Stored items:
• • • •
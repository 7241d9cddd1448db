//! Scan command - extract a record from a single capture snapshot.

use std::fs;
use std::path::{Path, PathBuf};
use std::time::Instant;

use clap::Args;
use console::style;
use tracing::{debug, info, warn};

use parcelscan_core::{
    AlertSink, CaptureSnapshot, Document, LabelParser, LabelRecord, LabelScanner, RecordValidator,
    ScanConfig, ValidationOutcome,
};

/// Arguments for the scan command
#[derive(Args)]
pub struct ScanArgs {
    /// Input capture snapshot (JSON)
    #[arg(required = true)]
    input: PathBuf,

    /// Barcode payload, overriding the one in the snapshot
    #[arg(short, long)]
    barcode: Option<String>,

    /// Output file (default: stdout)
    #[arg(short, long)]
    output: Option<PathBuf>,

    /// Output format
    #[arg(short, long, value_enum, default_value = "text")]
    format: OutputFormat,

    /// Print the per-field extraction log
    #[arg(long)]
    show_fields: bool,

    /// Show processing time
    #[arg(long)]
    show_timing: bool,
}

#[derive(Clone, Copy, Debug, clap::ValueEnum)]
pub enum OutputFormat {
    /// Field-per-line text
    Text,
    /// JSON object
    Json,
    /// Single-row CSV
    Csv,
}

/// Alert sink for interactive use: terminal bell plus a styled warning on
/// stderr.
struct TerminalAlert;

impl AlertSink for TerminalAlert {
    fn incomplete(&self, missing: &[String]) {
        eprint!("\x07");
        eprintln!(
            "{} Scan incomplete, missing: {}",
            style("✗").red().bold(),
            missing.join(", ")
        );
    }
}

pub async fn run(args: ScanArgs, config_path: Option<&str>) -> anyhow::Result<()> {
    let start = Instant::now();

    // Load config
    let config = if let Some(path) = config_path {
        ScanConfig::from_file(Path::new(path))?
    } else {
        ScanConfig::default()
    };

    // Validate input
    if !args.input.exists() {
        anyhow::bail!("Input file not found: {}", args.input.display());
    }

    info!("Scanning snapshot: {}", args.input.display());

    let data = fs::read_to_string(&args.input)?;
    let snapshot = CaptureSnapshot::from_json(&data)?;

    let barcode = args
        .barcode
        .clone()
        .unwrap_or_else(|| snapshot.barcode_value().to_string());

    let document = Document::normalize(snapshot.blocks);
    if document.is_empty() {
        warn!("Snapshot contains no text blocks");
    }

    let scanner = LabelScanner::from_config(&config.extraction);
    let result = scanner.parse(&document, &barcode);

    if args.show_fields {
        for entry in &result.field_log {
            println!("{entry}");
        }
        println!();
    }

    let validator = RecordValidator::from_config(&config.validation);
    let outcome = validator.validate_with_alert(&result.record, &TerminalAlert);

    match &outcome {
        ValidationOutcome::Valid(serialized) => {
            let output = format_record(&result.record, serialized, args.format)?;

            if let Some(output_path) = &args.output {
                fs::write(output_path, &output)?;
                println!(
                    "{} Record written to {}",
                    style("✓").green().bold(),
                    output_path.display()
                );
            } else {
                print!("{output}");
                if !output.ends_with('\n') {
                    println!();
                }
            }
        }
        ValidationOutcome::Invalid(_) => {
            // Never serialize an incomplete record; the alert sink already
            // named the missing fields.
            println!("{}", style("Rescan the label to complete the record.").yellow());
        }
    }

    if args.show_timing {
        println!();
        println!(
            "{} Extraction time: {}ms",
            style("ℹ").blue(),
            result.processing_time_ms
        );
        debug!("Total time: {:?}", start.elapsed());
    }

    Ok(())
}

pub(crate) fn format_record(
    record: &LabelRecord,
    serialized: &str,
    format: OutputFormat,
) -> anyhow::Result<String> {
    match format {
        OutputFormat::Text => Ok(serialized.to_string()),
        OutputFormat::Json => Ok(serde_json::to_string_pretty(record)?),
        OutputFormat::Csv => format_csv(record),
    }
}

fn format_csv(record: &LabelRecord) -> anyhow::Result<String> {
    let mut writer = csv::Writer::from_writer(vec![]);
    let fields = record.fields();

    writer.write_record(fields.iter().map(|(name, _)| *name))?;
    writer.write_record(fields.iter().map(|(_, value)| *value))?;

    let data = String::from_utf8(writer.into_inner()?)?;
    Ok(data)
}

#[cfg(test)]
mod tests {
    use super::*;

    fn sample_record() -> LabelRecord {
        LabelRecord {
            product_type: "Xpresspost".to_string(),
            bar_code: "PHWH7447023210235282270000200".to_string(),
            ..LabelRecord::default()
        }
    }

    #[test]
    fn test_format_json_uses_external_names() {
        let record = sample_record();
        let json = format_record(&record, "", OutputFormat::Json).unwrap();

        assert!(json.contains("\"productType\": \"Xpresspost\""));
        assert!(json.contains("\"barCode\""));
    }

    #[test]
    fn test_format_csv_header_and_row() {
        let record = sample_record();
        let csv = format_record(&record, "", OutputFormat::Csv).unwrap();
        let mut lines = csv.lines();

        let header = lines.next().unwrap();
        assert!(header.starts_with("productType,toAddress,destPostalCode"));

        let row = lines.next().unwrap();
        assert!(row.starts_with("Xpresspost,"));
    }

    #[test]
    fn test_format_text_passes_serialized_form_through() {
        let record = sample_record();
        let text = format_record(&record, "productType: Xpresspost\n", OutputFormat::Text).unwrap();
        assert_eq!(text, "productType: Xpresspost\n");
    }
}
• • • •
▶ **WHAT TO PRODUCE**
All of the data above should be reproduced exactly.

▶ **EXERCISE RESPONSE**
repository 7241d9cddd1448db
//! Scan command - extract a record from a single capture snapshot.

use std::fs;
use std::path::{Path, PathBuf};
use std::time::Instant;

use clap::Args;
use console::style;
use tracing::{debug, info, warn};

use parcelscan_core::{
    AlertSink, CaptureSnapshot, Document, LabelParser, LabelRecord, LabelScanner, RecordValidator,
    ScanConfig, ValidationOutcome,
};

/// Arguments for the scan command
#[derive(Args)]
pub struct ScanArgs {
    /// Input capture snapshot (JSON)
    #[arg(required = true)]
    input: PathBuf,

    /// Barcode payload, overriding the one in the snapshot
    #[arg(short, long)]
    barcode: Option<String>,

    /// Output file (default: stdout)
    #[arg(short, long)]
    output: Option<PathBuf>,

    /// Output format
    #[arg(short, long, value_enum, default_value = "text")]
    format: OutputFormat,

    /// Print the per-field extraction log
    #[arg(long)]
    show_fields: bool,

    /// Show processing time
    #[arg(long)]
    show_timing: bool,
}

#[derive(Clone, Copy, Debug, clap::ValueEnum)]
pub enum OutputFormat {
    /// Field-per-line text
    Text,
    /// JSON object
    Json,
    /// Single-row CSV
    Csv,
}

/// Alert sink for interactive use: terminal bell plus a styled warning on
/// stderr.
struct TerminalAlert;

impl AlertSink for TerminalAlert {
    fn incomplete(&self, missing: &[String]) {
        eprint!("\x07");
        eprintln!(
            "{} Scan incomplete, missing: {}",
            style("✗").red().bold(),
            missing.join(", ")
        );
    }
}

pub async fn run(args: ScanArgs, config_path: Option<&str>) -> anyhow::Result<()> {
    let start = Instant::now();

    // Load config
    let config = if let Some(path) = config_path {
        ScanConfig::from_file(Path::new(path))?
    } else {
        ScanConfig::default()
    };

    // Validate input
    if !args.input.exists() {
        anyhow::bail!("Input file not found: {}", args.input.display());
    }

    info!("Scanning snapshot: {}", args.input.display());

    let data = fs::read_to_string(&args.input)?;
    let snapshot = CaptureSnapshot::from_json(&data)?;

    let barcode = args
        .barcode
        .clone()
        .unwrap_or_else(|| snapshot.barcode_value().to_string());

    let document = Document::normalize(snapshot.blocks);
    if document.is_empty() {
        warn!("Snapshot contains no text blocks");
    }

    let scanner = LabelScanner::from_config(&config.extraction);
    let result = scanner.parse(&document, &barcode);

    if args.show_fields {
        for entry in &result.field_log {
            println!("{entry}");
        }
        println!();
    }

    let validator = RecordValidator::from_config(&config.validation);
    let outcome = validator.validate_with_alert(&result.record, &TerminalAlert);

    match &outcome {
        ValidationOutcome::Valid(serialized) => {
            let output = format_record(&result.record, serialized, args.format)?;

            if let Some(output_path) = &args.output {
                fs::write(output_path, &output)?;
                println!(
                    "{} Record written to {}",
                    style("✓").green().bold(),
                    output_path.display()
                );
            } else {
                print!("{output}");
                if !output.ends_with('\n') {
                    println!();
                }
            }
        }
        ValidationOutcome::Invalid(_) => {
            // Never serialize an incomplete record; the alert sink already
            // named the missing fields.
            println!("{}", style("Rescan the label to complete the record.").yellow());
        }
    }

    if args.show_timing {
        println!();
        println!(
            "{} Extraction time: {}ms",
            style("ℹ").blue(),
            result.processing_time_ms
        );
        debug!("Total time: {:?}", start.elapsed());
    }

    Ok(())
}

pub(crate) fn format_record(
    record: &LabelRecord,
    serialized: &str,
    format: OutputFormat,
) -> anyhow::Result<String> {
    match format {
        OutputFormat::Text => Ok(serialized.to_string()),
        OutputFormat::Json => Ok(serde_json::to_string_pretty(record)?),
        OutputFormat::Csv => format_csv(record),
    }
}

fn format_csv(record: &LabelRecord) -> anyhow::Result<String> {
    let mut writer = csv::Writer::from_writer(vec![]);
    let fields = record.fields();

    writer.write_record(fields.iter().map(|(name, _)| *name))?;
    writer.write_record(fields.iter().map(|(_, value)| *value))?;

    let data = String::from_utf8(writer.into_inner()?)?;
    Ok(data)
}

#[cfg(test)]
mod tests {
    use super::*;

    fn sample_record() -> LabelRecord {
        LabelRecord {
            product_type: "Xpresspost".to_string(),
            bar_code: "PHWH7447023210235282270000200".to_string(),
            ..LabelRecord::default()
        }
    }

    #[test]
    fn test_format_json_uses_external_names() {
        let record = sample_record();
        let json = format_record(&record, "", OutputFormat::Json).unwrap();

        assert!(json.contains("\"productType\": \"Xpresspost\""));
        assert!(json.contains("\"barCode\""));
    }

    #[test]
    fn test_format_csv_header_and_row() {
        let record = sample_record();
        let csv = format_record(&record, "", OutputFormat::Csv).unwrap();
        let mut lines = csv.lines();

        let header = lines.next().unwrap();
        assert!(header.starts_with("productType,toAddress,destPostalCode"));

        let row = lines.next().unwrap();
        assert!(row.starts_with("Xpresspost,"));
    }

    #[test]
    fn test_format_text_passes_serialized_form_through() {
        let record = sample_record();
        let text = format_record(&record, "productType: Xpresspost\n", OutputFormat::Text).unwrap();
        assert_eq!(text, "productType: Xpresspost\n");
    }
}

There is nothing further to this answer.